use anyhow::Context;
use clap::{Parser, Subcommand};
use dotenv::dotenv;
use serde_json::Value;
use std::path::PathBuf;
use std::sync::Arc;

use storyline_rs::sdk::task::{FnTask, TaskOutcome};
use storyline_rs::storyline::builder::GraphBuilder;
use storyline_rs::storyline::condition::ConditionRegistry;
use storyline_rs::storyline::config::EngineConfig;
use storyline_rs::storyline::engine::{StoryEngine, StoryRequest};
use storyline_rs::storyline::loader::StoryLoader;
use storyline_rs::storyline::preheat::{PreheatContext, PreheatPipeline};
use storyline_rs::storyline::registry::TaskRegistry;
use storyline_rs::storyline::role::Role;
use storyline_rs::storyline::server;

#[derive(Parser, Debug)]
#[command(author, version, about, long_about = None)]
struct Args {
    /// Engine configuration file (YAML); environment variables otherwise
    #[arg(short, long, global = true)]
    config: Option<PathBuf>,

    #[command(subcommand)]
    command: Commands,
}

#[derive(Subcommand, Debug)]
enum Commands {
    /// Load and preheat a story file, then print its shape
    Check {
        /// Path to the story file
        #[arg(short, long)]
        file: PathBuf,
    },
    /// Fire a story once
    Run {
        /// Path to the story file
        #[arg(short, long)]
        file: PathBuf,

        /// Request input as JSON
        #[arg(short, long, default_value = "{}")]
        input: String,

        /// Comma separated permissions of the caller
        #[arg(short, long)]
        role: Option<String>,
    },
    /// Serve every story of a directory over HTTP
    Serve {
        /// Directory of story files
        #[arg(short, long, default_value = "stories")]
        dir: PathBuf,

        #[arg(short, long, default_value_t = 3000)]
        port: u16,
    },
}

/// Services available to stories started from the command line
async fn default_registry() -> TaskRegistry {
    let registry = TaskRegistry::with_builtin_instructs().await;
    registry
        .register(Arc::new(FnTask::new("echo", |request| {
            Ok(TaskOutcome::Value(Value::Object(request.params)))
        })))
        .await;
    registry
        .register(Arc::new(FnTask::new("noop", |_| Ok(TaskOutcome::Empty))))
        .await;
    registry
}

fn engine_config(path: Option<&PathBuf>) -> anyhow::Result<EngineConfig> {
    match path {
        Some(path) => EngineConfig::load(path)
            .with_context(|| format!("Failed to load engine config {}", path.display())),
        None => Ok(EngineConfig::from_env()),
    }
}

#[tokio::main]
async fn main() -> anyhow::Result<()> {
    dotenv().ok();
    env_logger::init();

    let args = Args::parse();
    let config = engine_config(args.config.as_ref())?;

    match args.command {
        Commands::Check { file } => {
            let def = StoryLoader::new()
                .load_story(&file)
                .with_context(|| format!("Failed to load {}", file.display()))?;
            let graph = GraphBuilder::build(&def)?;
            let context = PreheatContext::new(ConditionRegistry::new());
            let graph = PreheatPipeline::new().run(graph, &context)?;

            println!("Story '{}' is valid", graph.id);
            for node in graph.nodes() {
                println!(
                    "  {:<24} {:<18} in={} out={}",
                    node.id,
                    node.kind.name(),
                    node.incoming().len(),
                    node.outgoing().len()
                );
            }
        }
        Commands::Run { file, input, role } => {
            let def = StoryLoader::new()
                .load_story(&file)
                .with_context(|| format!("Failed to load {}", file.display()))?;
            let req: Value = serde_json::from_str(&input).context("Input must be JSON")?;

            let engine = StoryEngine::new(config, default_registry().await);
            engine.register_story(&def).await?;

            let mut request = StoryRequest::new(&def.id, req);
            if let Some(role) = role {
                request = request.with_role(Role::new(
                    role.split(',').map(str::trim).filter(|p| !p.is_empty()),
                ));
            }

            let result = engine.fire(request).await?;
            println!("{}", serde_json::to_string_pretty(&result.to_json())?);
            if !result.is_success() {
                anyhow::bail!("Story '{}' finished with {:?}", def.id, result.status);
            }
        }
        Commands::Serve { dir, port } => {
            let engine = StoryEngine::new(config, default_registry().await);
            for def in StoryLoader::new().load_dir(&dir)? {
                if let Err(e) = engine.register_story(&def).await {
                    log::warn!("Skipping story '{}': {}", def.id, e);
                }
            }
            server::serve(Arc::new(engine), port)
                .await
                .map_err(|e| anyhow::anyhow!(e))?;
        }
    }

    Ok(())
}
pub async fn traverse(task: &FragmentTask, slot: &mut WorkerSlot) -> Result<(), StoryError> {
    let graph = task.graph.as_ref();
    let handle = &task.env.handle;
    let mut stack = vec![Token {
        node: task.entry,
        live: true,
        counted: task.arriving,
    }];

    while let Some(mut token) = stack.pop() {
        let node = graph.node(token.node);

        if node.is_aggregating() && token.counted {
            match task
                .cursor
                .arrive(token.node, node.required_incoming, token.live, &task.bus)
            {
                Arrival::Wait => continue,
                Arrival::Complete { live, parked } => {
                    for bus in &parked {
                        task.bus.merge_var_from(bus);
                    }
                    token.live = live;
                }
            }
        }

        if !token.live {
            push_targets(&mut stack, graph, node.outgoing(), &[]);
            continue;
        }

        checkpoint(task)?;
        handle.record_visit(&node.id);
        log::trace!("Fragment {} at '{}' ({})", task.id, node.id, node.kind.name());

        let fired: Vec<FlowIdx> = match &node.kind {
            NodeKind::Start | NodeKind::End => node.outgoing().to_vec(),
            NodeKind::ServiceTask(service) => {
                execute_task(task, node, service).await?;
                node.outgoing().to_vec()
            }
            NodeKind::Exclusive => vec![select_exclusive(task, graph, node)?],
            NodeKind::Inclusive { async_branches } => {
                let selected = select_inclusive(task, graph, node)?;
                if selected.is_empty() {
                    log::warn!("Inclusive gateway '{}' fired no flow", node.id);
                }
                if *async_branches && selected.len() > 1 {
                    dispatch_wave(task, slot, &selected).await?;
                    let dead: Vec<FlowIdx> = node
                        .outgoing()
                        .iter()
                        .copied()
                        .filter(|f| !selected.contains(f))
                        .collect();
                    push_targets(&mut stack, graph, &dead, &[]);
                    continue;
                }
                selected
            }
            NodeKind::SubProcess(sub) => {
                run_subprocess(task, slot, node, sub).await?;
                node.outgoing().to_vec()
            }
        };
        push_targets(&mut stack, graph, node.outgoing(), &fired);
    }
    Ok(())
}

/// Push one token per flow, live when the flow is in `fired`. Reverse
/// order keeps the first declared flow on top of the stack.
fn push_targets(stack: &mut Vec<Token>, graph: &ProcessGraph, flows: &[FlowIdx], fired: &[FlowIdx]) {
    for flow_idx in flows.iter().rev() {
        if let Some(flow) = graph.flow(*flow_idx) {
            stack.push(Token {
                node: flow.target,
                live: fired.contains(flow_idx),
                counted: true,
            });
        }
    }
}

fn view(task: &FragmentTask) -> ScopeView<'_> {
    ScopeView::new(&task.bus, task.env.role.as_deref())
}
* * *
PROBLEM DETAILS: Among the lines above, count those that include the word "FragmentTask". Give only the result.

EXERCISE OUTPUT: 2